— Requirement —
Would you repeat each of the lines below exactly?
── Data excerpts
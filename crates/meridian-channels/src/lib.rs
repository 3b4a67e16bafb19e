//! Gateway: channel adapters and the manager that routes them to agents.
//!
//! Every adapter implements the [`Channel`] contract; the
//! [`GatewayManager`] owns the registered set, runs the inbound pipeline,
//! and provides proactive outbound sends.

pub mod channel;
pub mod manager;
pub mod telegram;
pub mod types;
pub mod webchat;
pub mod webhook;

pub use channel::{Channel, InboundCallback};
pub use manager::{AgentDispatcher, GatewayManager, ProcessOutcome};
pub use types::{Direction, GatewayMessage, InboundRequest, SendOutcome};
────
— Reply —
filename crates/meridian-channels/src/lib.rs
repository 3b4a67e16bafb19e
//! Gateway: channel adapters and the manager that routes them to agents.
//!
//! Every adapter implements the [`Channel`] contract; the
//! [`GatewayManager`] owns the registered set, runs the inbound pipeline,
//! and provides proactive outbound sends.

pub mod channel;
pub mod manager;
pub mod telegram;
pub mod types;
pub mod webchat;
pub mod webhook;

pub use channel::{Channel, InboundCallback};
pub use manager::{AgentDispatcher, GatewayManager, ProcessOutcome};
pub use types::{Direction, GatewayMessage, InboundRequest, SendOutcome};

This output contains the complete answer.